The objective of the project is to determine if vaccination of adult cows during the dry period immediately prior to calving limits in-utero transmission, as well as investigating vaccination timing for newborn calves.
Preliminary outcomes have been promising. Researchers found that 15% to 20% of cows in a herd experiencing an outbreak could be silent carriers, which supports the team’s hypothesis of concentrating on this group to break the transmission cycle.
Using these results as the foundation, Abuelo obtained a $300,000 grant from the USDA and additional industry support to validate the findings. The funding also assists in the development of outreach and educational materials for producers.
Additional USDA support
In early 2022, Abuelo received a $642,000 grant from the USDA National Institute of Food and Agriculture to develop disease-predicting diagnostic tools for adult dairy cows’ transition from late gestation to early lactation.

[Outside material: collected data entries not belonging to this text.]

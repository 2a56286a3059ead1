//! Sign-in and registration form checks. Nothing here touches the network.

use std::sync::LazyLock;

use regex::Regex;
use serde::Serialize;
use thiserror::Error;

static EMAIL_RE: LazyLock<Regex> =
    LazyLock::new(|| Regex::new(r"\S+@\S+\.\S+").expect("static email pattern"));

const SPECIAL_CHARS: &str = "!@#$%^&*()_+-=[]{};':\"\\|,.<>?";

/// Body for both `/api/token/` and `/api/auth/register/`.
#[derive(Debug, Clone, PartialEq, Eq, Serialize)]
pub struct Credentials {
    pub username: String,
    pub password: String,
}

#[derive(Debug, Clone, PartialEq, Eq, Default)]
pub struct LoginForm {
    pub email: String,
    pub password: String,
}

#[derive(Debug, Clone, PartialEq, Eq, Default)]
pub struct RegisterForm {
    pub first_name: String,
    pub last_name: String,
    pub email: String,
    pub password: String,
    pub confirm_password: String,
    pub agree_to_terms: bool,
}

#[derive(Debug, Clone, PartialEq, Eq, Error)]
pub enum ValidationError {
    #[error("Please enter your first and last name.")]
    MissingName,
    #[error("Please enter a valid email address.")]
    InvalidEmail,
    #[error("Please enter your password.")]
    PasswordRequired,
    #[error("Please ensure your password meets all requirements.")]
    WeakPassword(PasswordCheck),
    #[error("Passwords do not match. Please try again.")]
    PasswordMismatch,
    #[error("Please agree to the Terms of Service and Privacy Policy.")]
    TermsNotAccepted,
}

impl ValidationError {
    pub fn title(&self) -> &'static str {
        match self {
            Self::MissingName => "Invalid Input",
            Self::InvalidEmail => "Invalid Email",
            Self::PasswordRequired => "Password Required",
            Self::WeakPassword(_) => "Invalid Password",
            Self::PasswordMismatch => "Password Mismatch",
            Self::TermsNotAccepted => "Terms Required",
        }
    }
}

#[derive(Debug, Clone, Copy, PartialEq, Eq)]
pub struct PasswordCheck {
    pub min_length: bool,
    pub has_uppercase: bool,
    pub has_lowercase: bool,
    pub has_number: bool,
    pub has_special: bool,
}

impl PasswordCheck {
    pub fn of(password: &str) -> Self {
        Self {
            min_length: password.chars().count() >= 8,
            has_uppercase: password.chars().any(|c| c.is_ascii_uppercase()),
            has_lowercase: password.chars().any(|c| c.is_ascii_lowercase()),
            has_number: password.chars().any(|c| c.is_ascii_digit()),
            has_special: password.chars().any(|c| SPECIAL_CHARS.contains(c)),
        }
    }

    pub fn passes(&self) -> bool {
        self.min_length && self.has_uppercase && self.has_lowercase && self.has_number && self.has_special
    }

    /// Human-readable list of the requirements that are not met.
    pub fn missing(&self) -> Vec<&'static str> {
        [
            (self.min_length, "at least 8 characters"),
            (self.has_uppercase, "an uppercase letter"),
            (self.has_lowercase, "a lowercase letter"),
            (self.has_number, "a number"),
            (self.has_special, "a special character"),
        ]
        .into_iter()
        .filter_map(|(ok, label)| (!ok).then_some(label))
        .collect()
    }
}

pub fn is_valid_email(email: &str) -> bool {
    !email.trim().is_empty() && EMAIL_RE.is_match(email)
}

impl LoginForm {
    pub fn validate(&self) -> Result<Credentials, ValidationError> {
        if !is_valid_email(&self.email) {
            return Err(ValidationError::InvalidEmail);
        }
        if self.password.trim().is_empty() {
            return Err(ValidationError::PasswordRequired);
        }
        Ok(Credentials {
            username: self.email.trim().to_string(),
            password: self.password.clone(),
        })
    }
}

impl RegisterForm {
    /// Reports the first failing check in form order.
    pub fn validate(&self) -> Result<Credentials, ValidationError> {
        if self.first_name.trim().is_empty() || self.last_name.trim().is_empty() {
            return Err(ValidationError::MissingName);
        }
        if !is_valid_email(&self.email) {
            return Err(ValidationError::InvalidEmail);
        }
        let check = PasswordCheck::of(&self.password);
        if !check.passes() {
            return Err(ValidationError::WeakPassword(check));
        }
        if self.confirm_password.is_empty() || self.password != self.confirm_password {
            return Err(ValidationError::PasswordMismatch);
        }
        if !self.agree_to_terms {
            return Err(ValidationError::TermsNotAccepted);
        }
        Ok(Credentials {
            username: self.email.trim().to_string(),
            password: self.password.clone(),
        })
    }
}

#[derive(Debug, Clone, Copy, PartialEq, Eq, Default)]
pub enum AuthStatus {
    #[default]
    SignedOut,
    Authenticating,
    SignedIn,
}
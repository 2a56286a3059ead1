use crate::{
    CommunityPost, Dashboard, LoginForm, NewRoadmapItem, RegisterForm, RoadmapItem, RoadmapPatch,
    RoadmapStamp, SubmissionId, TrendingCareer,
};

#[derive(Debug, Clone, PartialEq)]
pub enum Msg {
    /// User answered the current wizard question.
    AnswerSubmitted(String),
    /// Scoring endpoint finished for a submission.
    AssessmentCompleted {
        submission_id: SubmissionId,
        result: Result<Dashboard, String>,
    },
    /// User restarted the assessment.
    AssessmentReset,
    /// User sent a message in the assistant chat.
    ChatSubmitted(String),
    /// Assistant reply (or failure) for a chat session.
    ChatReplied {
        session_id: String,
        reply: Result<String, String>,
    },
    /// User started a new chat.
    NewChatStarted { session_id: String },
    /// User removed a chat from history. `next_session_id` is used if the
    /// active chat was removed.
    ChatDeleted {
        session_id: String,
        next_session_id: String,
    },
    /// Roadmap loaded from the local store at startup.
    RoadmapRestored(Vec<RoadmapItem>),
    RoadmapItemAdded {
        item: NewRoadmapItem,
        stamp: RoadmapStamp,
    },
    RoadmapItemUpdated { id: String, patch: RoadmapPatch },
    RoadmapItemDeleted { id: String },
    /// User asked the assistant to draft a roadmap item about `topic`.
    RoadmapGenerationRequested { topic: String },
    RoadmapGenerated {
        topic: String,
        result: Result<String, String>,
        stamp: RoadmapStamp,
    },
    LoginSubmitted(LoginForm),
    RegisterSubmitted(RegisterForm),
    /// Token exchange finished.
    AuthCompleted(Result<(), String>),
    /// A stored token was found at startup.
    SessionRestored,
    /// User signed out.
    SignOutClicked,
    /// The API answered 401; the token is already gone.
    SessionExpired,
    TrendingRequested,
    TrendingLoaded(Result<Vec<TrendingCareer>, String>),
    /// Community board loaded from the local store, or seeded from the catalog.
    CommunityRestored(Vec<CommunityPost>),
    PostLiked { id: String },
    /// Only the post's comment count is kept.
    CommentAdded { id: String, comment: String },
    /// Render tick.
    Tick,
}
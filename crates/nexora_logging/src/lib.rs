#![deny(missing_docs)]
//! Shared logging utilities for the nexora workspace.
//!
//! This crate provides the `nexora_*` logging macros used across the codebase,
//! the global logger setup used by the binary and a minimal test initializer.

use std::fs::File;
use std::path::{Path, PathBuf};

use log::LevelFilter;
use simplelog::{
    ColorChoice, CombinedLogger, Config, ConfigBuilder, SharedLogger, TermLogger, TerminalMode,
    WriteLogger,
};

/// File name used for the log file inside the data directory.
pub const LOG_FILENAME: &str = "nexora.log";

/// Logs a trace-level message using the global logging facade.
#[macro_export]
macro_rules! nexora_trace {
    ($($arg:tt)*) => {{
        log::trace!($($arg)*);
    }};
}

/// Logs an info-level message using the global logging facade.
#[macro_export]
macro_rules! nexora_info {
    ($($arg:tt)*) => {{
        log::info!($($arg)*);
    }};
}

/// Logs a debug-level message using the global logging facade.
#[macro_export]
macro_rules! nexora_debug {
    ($($arg:tt)*) => {{
        log::debug!($($arg)*);
    }};
}

/// Logs a warn-level message using the global logging facade.
#[macro_export]
macro_rules! nexora_warn {
    ($($arg:tt)*) => {{
        log::warn!($($arg)*);
    }};
}

/// Logs an error-level message using the global logging facade.
#[macro_export]
macro_rules! nexora_error {
    ($($arg:tt)*) => {{
        log::error!($($arg)*);
    }};
}

/// Destination for log output.
#[derive(Debug, Clone, Copy, PartialEq, Eq)]
pub enum LogDestination {
    /// Write to `nexora.log` in the given log directory.
    File,
    /// Write to the terminal (stderr for warnings and errors).
    Terminal,
    /// Write to both file and terminal.
    Both,
    /// Install no logger at all.
    Off,
}

impl LogDestination {
    /// Parses the names used in the config file and on the command line.
    pub fn from_name(name: &str) -> Option<Self> {
        match name.trim().to_ascii_lowercase().as_str() {
            "file" => Some(Self::File),
            "terminal" => Some(Self::Terminal),
            "both" => Some(Self::Both),
            "off" | "none" => Some(Self::Off),
            _ => None,
        }
    }
}

/// Initialize the global logger.
///
/// For `LogDestination::File` or `Both`, creates `nexora.log` inside
/// `log_dir`. If the file cannot be created, the file sink is skipped with a
/// warning on stderr. Calling this twice is harmless; the second call is
/// ignored by `log`.
pub fn initialize(destination: LogDestination, level: LevelFilter, log_dir: &Path) {
    let config = build_config();

    let loggers: Vec<Box<dyn SharedLogger>> = match destination {
        LogDestination::Off => return,
        LogDestination::File => match create_file_logger(level, config, log_dir) {
            Some(file_logger) => vec![file_logger],
            None => return,
        },
        LogDestination::Terminal => vec![TermLogger::new(
            level,
            config,
            TerminalMode::Stderr,
            ColorChoice::Auto,
        )],
        LogDestination::Both => {
            let mut loggers: Vec<Box<dyn SharedLogger>> = vec![TermLogger::new(
                level,
                config.clone(),
                TerminalMode::Stderr,
                ColorChoice::Auto,
            )];
            if let Some(file_logger) = create_file_logger(level, config, log_dir) {
                loggers.push(file_logger);
            }
            loggers
        }
    };

    let _ = CombinedLogger::init(loggers);
}

/// Initializes a simple terminal logger for use in tests.
///
/// This safely no-ops if another logger has already been initialized.
pub fn initialize_for_tests() {
    // Use debug level in debug builds, info in release builds.
    let level = if cfg!(debug_assertions) {
        LevelFilter::Debug
    } else {
        LevelFilter::Info
    };

    // Ignore the error if a logger was already set by another test.
    let _ = CombinedLogger::init(vec![TermLogger::new(
        level,
        Config::default(),
        TerminalMode::Mixed,
        ColorChoice::Auto,
    )]);
}

/// Path of the log file for a given log directory.
pub fn log_file_path(log_dir: &Path) -> PathBuf {
    log_dir.join(LOG_FILENAME)
}

fn build_config() -> Config {
    ConfigBuilder::new()
        .set_time_format_rfc3339()
        .set_target_level(LevelFilter::Error)
        .build()
}

fn create_file_logger(
    level: LevelFilter,
    config: Config,
    log_dir: &Path,
) -> Option<Box<WriteLogger<File>>> {
    if let Err(err) = std::fs::create_dir_all(log_dir) {
        eprintln!("Warning: Could not create log directory {:?}: {}", log_dir, err);
        return None;
    }
    let log_path = log_file_path(log_dir);
    match File::create(&log_path) {
        Ok(file) => Some(WriteLogger::new(level, config, file)),
        Err(err) => {
            eprintln!("Warning: Could not create log file at {:?}: {}", log_path, err);
            None
        }
    }
}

About three-quarters of adult dairy cow diseases occur in the first 30 days after calving. Two of the most harmful to animal well-being and producer bottom lines are mastitis, a bacterial infection of the udder, and metritis, a bacterial infection of the uterus. These illnesses can lead to lower reproductive performance, decreased milk production, lameness and even death in the most severe instances. Mastitis alone costs the U.S. dairy industry an estimated $2 billion per year.
Abuelo is testing nutritional strategies to determine their effect on immune function and disease occurrence.
“We’re looking to improve dairy cattle health and well-being during an important time in their reproductive lives,” Abuelo said. “This project is aimed at prevention, which means that ideally we reduce the use of antibiotics and lessen antimicrobial resistance.”